Exercise data section start

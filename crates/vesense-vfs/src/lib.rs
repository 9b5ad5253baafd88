//! ---
//! vs_section: "04-file-store"
//! vs_subsection: "module"
//! vs_type: "source"
//! vs_scope: "code"
//! vs_description: "Virtual file store backing camera uploads."
//! vs_version: "v0.0.0-prealpha"
//! vs_owner: "tbd"
//! ---
//! Path-addressed in-memory store for camera uploads.
//!
//! Every directory keeps at most `retain_per_directory` committed files; the
//! oldest-created ones are evicted when a write starts and when it commits.
//! Clients cannot delete, rename or chmod anything.
#![warn(missing_docs)]

pub mod driver;
pub mod path;
pub mod retention;
pub mod store;

/// Failures surfaced by the file store.
#[derive(Debug, Clone, PartialEq, Eq, thiserror::Error)]
pub enum FileStoreError {
    /// Nothing is stored at the path.
    #[error("no such file or directory: {0}")]
    NotFound(String),
    /// The operation is never allowed; history cannot be curated.
    #[error("permission denied: {0}")]
    PermissionDenied(String),
    /// Another session holds the path open for writing.
    #[error("file is being written by another session: {0}")]
    WriteInProgress(String),
}

/// Result alias for file store operations.
pub type Result<T> = std::result::Result<T, FileStoreError>;

pub use driver::{
    CameraCredentials, ClientDriver, DriverError, FileStream, FtpDriver, ListenSettings, OpenMode,
};
pub use store::{
    EntryInfo, EntryKind, FileStoreStats, ReadHandle, VirtualFile, VirtualFileStore, WriteHandle,
};
//! ---
//! vs_section: "03-devices"
//! vs_subsection: "module"
//! vs_type: "source"
//! vs_scope: "code"
//! vs_description: "Device models, telemetry sources and polling."
//! vs_version: "v0.0.0-prealpha"
//! vs_owner: "tbd"
//! ---
//! Model-specific register tables and the pollers that feed the raw store.
//!
//! Adding a device model is a data registration in [`ModelRegistry`]; the
//! poller and the downstream consumers only ever see signal names.

pub mod model;
pub mod poller;
pub mod source;
pub mod tables;

/// Failures resolving device models.
#[derive(Debug, Clone, PartialEq, Eq, thiserror::Error)]
pub enum ModelError {
    /// The configured model tag has no registered table.
    #[error("unknown device model: {0}")]
    UnknownModel(String),
}

pub use model::{Model, ModelRegistry, RawRegister, Register};
pub use poller::{DevicePoller, PollStats, PollerGroup};
pub use source::{DummySource, RegisterReader, RegisterSource, TelemetrySource};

Exercise data section end

- [Task details]:
Could you return exactly the lines above from the line with "or chmod anything." to the line with "at the path.", both included, and nothing else?

- [Written response]:
//! Clients cannot delete, rename or chmod anything.
#![warn(missing_docs)]

pub mod driver;
pub mod path;
pub mod retention;
pub mod store;

/// Failures surfaced by the file store.
#[derive(Debug, Clone, PartialEq, Eq, thiserror::Error)]
pub enum FileStoreError {
    /// Nothing is stored at the path.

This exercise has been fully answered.